Finding Truth opens with the story of a presentation I was invited to give on Capitol Hill in Washington, D.C. Afterward a congressional chief of staff stood up and announced to everyone there, "I lost my faith at an Evangelical college." How did it happen? The staffer explained that his professors taught the prevailing theories in their field, but those theories are typically secular and sometimes explicitly anti-Christian. They did little or nothing to offer an informed biblical counter-interpretation. The young man even met with his professor privately, asking, "How do you relate your theological convictions to what you teach in the classroom?" Not one could give an answer.

A 2007 survey of the Coalition of Christian Colleges and Universities found that only about half the faculty said they could give a biblical perspective on the field they teach.

A unique feature of Finding Truth is that it offers a strategy that can be applied in every field, every profession — and in ordinary life too. One of my students wrote, "The method of critique you taught in this book has been incredibly helpful to me, not just in my other classes but also in my life, reading books and watching movies."

CP: Sometimes in our culture people grow up thinking they are Christian just because their parents are Christian and they live in a community of mostly Christians. At Southern Evangelical Seminary's National Apologetics Conference in January, Josh McDowell said Christian parents can help their children develop their own convictions by not answering their questions, but responding to questions with more questions. What do you think of this suggestion?

Pearcey: Most adults do need to learn to ask more questions and listen more. But that should not become a way to avoid doing the careful work of finding answers. When I went to L'Abri as an agnostic, I was impressed by the way the staff used my questions to introduce me to the wider world of ideas. It was exhilarating to discover that Christianity is not limited to a privatized "religious" sphere — that it actually gives superior answers to the fundamental questions that everyone faces.

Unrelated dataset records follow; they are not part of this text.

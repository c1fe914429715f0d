//! OpenAI-compatible chat-completions client.

use crate::*;
use reqwest::Client;
use serde_json::json;
use tracing::{debug, trace};

const DEFAULT_API_BASE: &str = "https://api.openai.com/v1";
const DEFAULT_MODEL: &str = "gpt-4o";

/// Backend speaking the OpenAI chat-completions protocol. Works against
/// any endpoint exposing the same surface via `api_base`.
pub struct OpenAiProvider {
    client: Client,
    api_key: String,
    api_base: String,
    default_model: String,
}

impl OpenAiProvider {
    pub fn new(
        api_key: impl Into<String>,
        api_base: Option<String>,
        default_model: Option<String>,
    ) -> Self {
        Self {
            client: Client::new(),
            api_key: api_key.into(),
            api_base: api_base.unwrap_or_else(|| DEFAULT_API_BASE.to_string()),
            default_model: default_model.unwrap_or_else(|| DEFAULT_MODEL.to_string()),
        }
    }

    fn build_request(&self, params: &ChatParams) -> serde_json::Value {
        let messages: Vec<serde_json::Value> = params
            .messages
            .iter()
            .map(|m| {
                let mut obj = json!({ "role": &m.role });
                if let Some(content) = &m.content {
                    obj["content"] = json!(content);
                }
                if let Some(tool_calls) = &m.tool_calls {
                    obj["tool_calls"] = json!(tool_calls);
                }
                if let Some(tool_call_id) = &m.tool_call_id {
                    obj["tool_call_id"] = json!(tool_call_id);
                }
                if let Some(name) = &m.name {
                    obj["name"] = json!(name);
                }
                obj
            })
            .collect();

        let mut body = json!({
            "model": params.model,
            "messages": messages,
            "max_tokens": params.max_tokens,
            "temperature": params.temperature,
        });

        if !params.tools.is_empty() {
            body["tools"] = json!(params.tools);
            body["tool_choice"] = match &params.tool_choice {
                ToolChoice::Auto => json!("auto"),
                ToolChoice::Required(name) => {
                    json!({"type": "function", "function": {"name": name}})
                }
                ToolChoice::None => json!("none"),
            };
        }

        body
    }

    fn parse_response(&self, json: serde_json::Value) -> Result<ChatResponse> {
        let choice = json["choices"]
            .get(0)
            .ok_or(ProviderError::InvalidResponse)?;
        let message = &choice["message"];
        let content = message["content"].as_str().map(|s| s.to_string());
        let finish_reason = choice["finish_reason"]
            .as_str()
            .unwrap_or("stop")
            .to_string();

        let mut tool_calls = Vec::new();
        if let Some(calls) = message["tool_calls"].as_array() {
            for call in calls {
                let function = &call["function"];
                // Arguments arrive as a JSON-encoded string; fall back to
                // the raw value for servers that inline them.
                let args = function["arguments"]
                    .as_str()
                    .and_then(|s| serde_json::from_str(s).ok())
                    .unwrap_or_else(|| function["arguments"].clone());

                tool_calls.push(ToolCall {
                    id: call["id"].as_str().unwrap_or("").to_string(),
                    name: function["name"].as_str().unwrap_or("").to_string(),
                    arguments: args,
                });
            }
        }

        Ok(ChatResponse {
            content,
            tool_calls,
            finish_reason,
        })
    }
}

#[async_trait::async_trait]
impl Provider for OpenAiProvider {
    async fn chat(&self, params: ChatParams) -> Result<ChatResponse> {
        if self.api_key.is_empty() {
            return Err(ProviderError::NoApiKey);
        }

        let url = format!("{}/chat/completions", self.api_base);
        let body = self.build_request(&params);
        trace!(url = %url, model = %params.model, "chat request");

        let response = self
            .client
            .post(&url)
            .header("Authorization", format!("Bearer {}", self.api_key))
            .header("Content-Type", "application/json")
            .json(&body)
            .send()
            .await?;

        let status = response.status();
        let json: serde_json::Value = response.json().await?;

        if !status.is_success() {
            if status.as_u16() == 429 {
                return Err(ProviderError::RateLimited);
            }
            let error = json["error"]["message"]
                .as_str()
                .unwrap_or("unknown error")
                .to_string();
            return Err(ProviderError::Api(error));
        }

        debug!(
            tool_calls = json["choices"][0]["message"]["tool_calls"]
                .as_array()
                .map(|v| v.len())
                .unwrap_or(0),
            "chat response"
        );

        self.parse_response(json)
    }

    fn default_model(&self) -> String {
        self.default_model.clone()
    }

    fn is_configured(&self) -> bool {
        !self.api_key.is_empty()
    }
}
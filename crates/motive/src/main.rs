//! motive - a goal-oriented action planning agent

use clap::{Parser, Subcommand};
use tracing::error;

mod commands;
mod demo;

use commands::{demo_command, init_command};

/// motive - plan a sequence of actions toward a goal, then make it real
#[derive(Parser)]
#[command(name = "motive")]
#[command(about = "A goal-oriented action planning agent")]
#[command(version = env!("CARGO_PKG_VERSION"))]
struct Cli {
    #[command(subcommand)]
    command: Commands,
}

#[derive(Subcommand)]
enum Commands {
    /// Write a default config to ~/.motive/config.json
    Init,
    /// Run the barista demo
    Demo {
        /// Delegate the brew step to the reasoning backend
        #[arg(long)]
        delegate: bool,
        /// Verbose logging
        #[arg(short, long)]
        verbose: bool,
    },
}

#[tokio::main]
async fn main() {
    let cli = Cli::parse();

    if matches!(cli.command, Commands::Demo { verbose: true, .. }) {
        tracing_subscriber::fmt().with_env_filter("debug").init();
    } else {
        tracing_subscriber::fmt::init();
    }

    match cli.command {
        Commands::Init => {
            if let Err(e) = init_command().await {
                error!("Init failed: {}", e);
                std::process::exit(1);
            }
        }
        Commands::Demo { delegate, .. } => {
            if let Err(e) = demo_command(delegate).await {
                error!("Demo failed: {}", e);
                std::process::exit(1);
            }
        }
    }
}
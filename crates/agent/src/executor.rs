//! The agent loop: plan, execute, re-plan on divergence.

use std::sync::Arc;

use tokio_util::sync::CancellationToken;
use tracing::{debug, info, warn};

use motive_planner::{Goal, Planner, WorldState};

use crate::context::ExecutionContext;
use crate::AgentError;

const DEFAULT_MAX_ITERATIONS: u32 = 20;

/// Drives plans against the real world until the goal holds.
///
/// One logical control thread: action bodies run to completion, strictly
/// in plan order, before the next entry starts. Before every step the
/// action's precondition is re-checked against the *actual* state — the
/// belief used for planning is advisory only — and any mismatch or body
/// failure discards the remaining plan and re-plans from the real state.
/// The whole run is bounded by an iteration budget and can be cancelled
/// cooperatively between plan entries.
pub struct Executor<'p, S: WorldState> {
    planner: &'p Planner<S, ExecutionContext>,
    goal: Goal<S>,
    context: Arc<ExecutionContext>,
    max_iterations: u32,
    cancel: CancellationToken,
}

impl<'p, S: WorldState> Executor<'p, S> {
    pub fn new(
        planner: &'p Planner<S, ExecutionContext>,
        goal: Goal<S>,
        context: Arc<ExecutionContext>,
    ) -> Self {
        Self {
            planner,
            goal,
            context,
            max_iterations: DEFAULT_MAX_ITERATIONS,
            cancel: CancellationToken::new(),
        }
    }

    /// Budget covering executed actions and re-planning rounds.
    pub fn with_max_iterations(mut self, max: u32) -> Self {
        self.max_iterations = max;
        self
    }

    pub fn with_cancellation(mut self, token: CancellationToken) -> Self {
        self.cancel = token;
        self
    }

    pub fn cancellation_token(&self) -> CancellationToken {
        self.cancel.clone()
    }

    /// Run until the goal holds on the real state. Returns the final
    /// state, or exactly one of `Unreachable`, `MaxIterationsExceeded`,
    /// `Cancelled` — never a partial success.
    pub async fn run(&self, start: S) -> Result<S, AgentError> {
        let mut state = start;
        let mut iterations: u32 = 0;
        let mut rounds: u32 = 0;

        loop {
            if self.goal.is_satisfied(&state) {
                info!(goal = self.goal.name(), "goal satisfied");
                return Ok(state);
            }

            // The first planning round is free; every re-plan counts
            // toward the budget so a divergent world cannot loop forever.
            if rounds > 0 {
                iterations += 1;
                if iterations > self.max_iterations {
                    return Err(AgentError::MaxIterationsExceeded);
                }
            }
            rounds += 1;

            let plan = self
                .planner
                .plan(&state, &self.goal)
                .map_err(|_| AgentError::Unreachable)?;
            info!(
                goal = self.goal.name(),
                steps = plan.len(),
                cost = plan.total_cost(),
                round = rounds,
                "plan ready"
            );

            for action in plan.steps() {
                if self.cancel.is_cancelled() {
                    info!(goal = self.goal.name(), "run cancelled");
                    return Err(AgentError::Cancelled);
                }

                iterations += 1;
                if iterations > self.max_iterations {
                    return Err(AgentError::MaxIterationsExceeded);
                }

                // The real state may have drifted from the projection the
                // planner used; a stale precondition invalidates the rest
                // of this plan.
                if !action.can_run(&state) {
                    warn!(action = action.name(), "precondition no longer holds, re-planning");
                    break;
                }

                debug!(action = action.name(), "executing");
                match action.execute(self.context.clone(), state.clone()).await {
                    Ok(next) => state = next,
                    Err(err) => {
                        warn!(action = action.name(), error = %err, "action failed, re-planning");
                        break;
                    }
                }
            }
        }
    }
}
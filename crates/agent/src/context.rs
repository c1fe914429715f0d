//! Execution context handed to action bodies.

use std::sync::Arc;

use tokio::sync::{Mutex, MutexGuard};

use motive_provider::{Message, Provider};

/// Scoped backend configuration: which model answers, under which system
/// instructions, and how many reasoning iterations a delegation may use.
#[derive(Debug, Clone)]
pub struct ScopeSettings {
    pub model: String,
    pub system_prompt: String,
    pub max_iterations: u32,
}

impl ScopeSettings {
    pub fn new(model: impl Into<String>, system_prompt: impl Into<String>) -> Self {
        Self {
            model: model.into(),
            system_prompt: system_prompt.into(),
            max_iterations: 8,
        }
    }

    pub fn with_max_iterations(mut self, max: u32) -> Self {
        self.max_iterations = max;
        self
    }
}

/// The conversation scope currently in force. A delegation swaps in its
/// own scope for the duration of the call and restores the prior one on
/// the way out; no other action may touch it in between.
#[derive(Debug, Clone)]
pub struct PromptScope {
    pub name: String,
    pub messages: Vec<Message>,
}

impl PromptScope {
    pub fn new(name: impl Into<String>, system_prompt: &str) -> Self {
        Self {
            name: name.into(),
            messages: vec![Message::system(system_prompt)],
        }
    }
}

/// Opaque handle passed to each action body: the reasoning backend, the
/// scope configuration, the live prompt scope, and the gate enforcing at
/// most one outstanding delegation per body. Carries no planning state.
pub struct ExecutionContext {
    provider: Arc<dyn Provider>,
    settings: ScopeSettings,
    scope: Mutex<PromptScope>,
    pub(crate) delegation_gate: Mutex<()>,
}

impl ExecutionContext {
    pub fn new(provider: Arc<dyn Provider>, settings: ScopeSettings) -> Self {
        let scope = PromptScope::new("agent", &settings.system_prompt);
        Self {
            provider,
            settings,
            scope: Mutex::new(scope),
            delegation_gate: Mutex::new(()),
        }
    }

    pub fn provider(&self) -> &Arc<dyn Provider> {
        &self.provider
    }

    pub fn settings(&self) -> &ScopeSettings {
        &self.settings
    }

    pub async fn scope(&self) -> MutexGuard<'_, PromptScope> {
        self.scope.lock().await
    }
}

#[cfg(test)]
mod tests {
    use super::*;
    use async_trait::async_trait;
    use motive_provider::{ChatParams, ChatResponse, ProviderError};

    struct NullProvider;

    #[async_trait]
    impl Provider for NullProvider {
        async fn chat(&self, _params: ChatParams) -> Result<ChatResponse, ProviderError> {
            Err(ProviderError::NoApiKey)
        }
        fn default_model(&self) -> String {
            String::new()
        }
        fn is_configured(&self) -> bool {
            false
        }
    }

    #[tokio::test]
    async fn context_starts_in_agent_scope() {
        let settings = ScopeSettings::new("gpt-4o", "You are a helpful barista making coffee.");
        let ctx = ExecutionContext::new(Arc::new(NullProvider), settings);

        let scope = ctx.scope().await;
        assert_eq!(scope.name, "agent");
        assert_eq!(scope.messages.len(), 1);
        assert_eq!(scope.messages[0].role, "system");
    }

    #[test]
    fn settings_builder() {
        let settings = ScopeSettings::new("gpt-4o", "prompt").with_max_iterations(3);
        assert_eq!(settings.max_iterations, 3);
        assert_eq!(settings.model, "gpt-4o");
    }
}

Finding Truth cites several secular thinkers who admit that Christianity offers answers precisely where their own worldview fails. The late philosopher Richard Rorty was revered as the "philosopher of democracy," yet he admitted that his own worldview did not give a basis for democracy. He was a committed atheist and Darwinist, yet in the Darwinian struggle for existence, the strong prevail while the weak are left behind. So, clearly, evolution is not the source of universal human rights. Instead, Rorty acknowledged, that concept came from the Christian claim "that human beings are made in the image of God." So he simply borrowed the concept of universal rights from Christianity. He dubbed himself a "free-loading" atheist.

No wonder Paul, living in the midst of the powerful Roman empire, proclaimed that he was "not ashamed" of the gospel (Rom. 1:16). Christianity is so appealing and so attractive that adherents of other worldviews keep free-loading the parts they like best.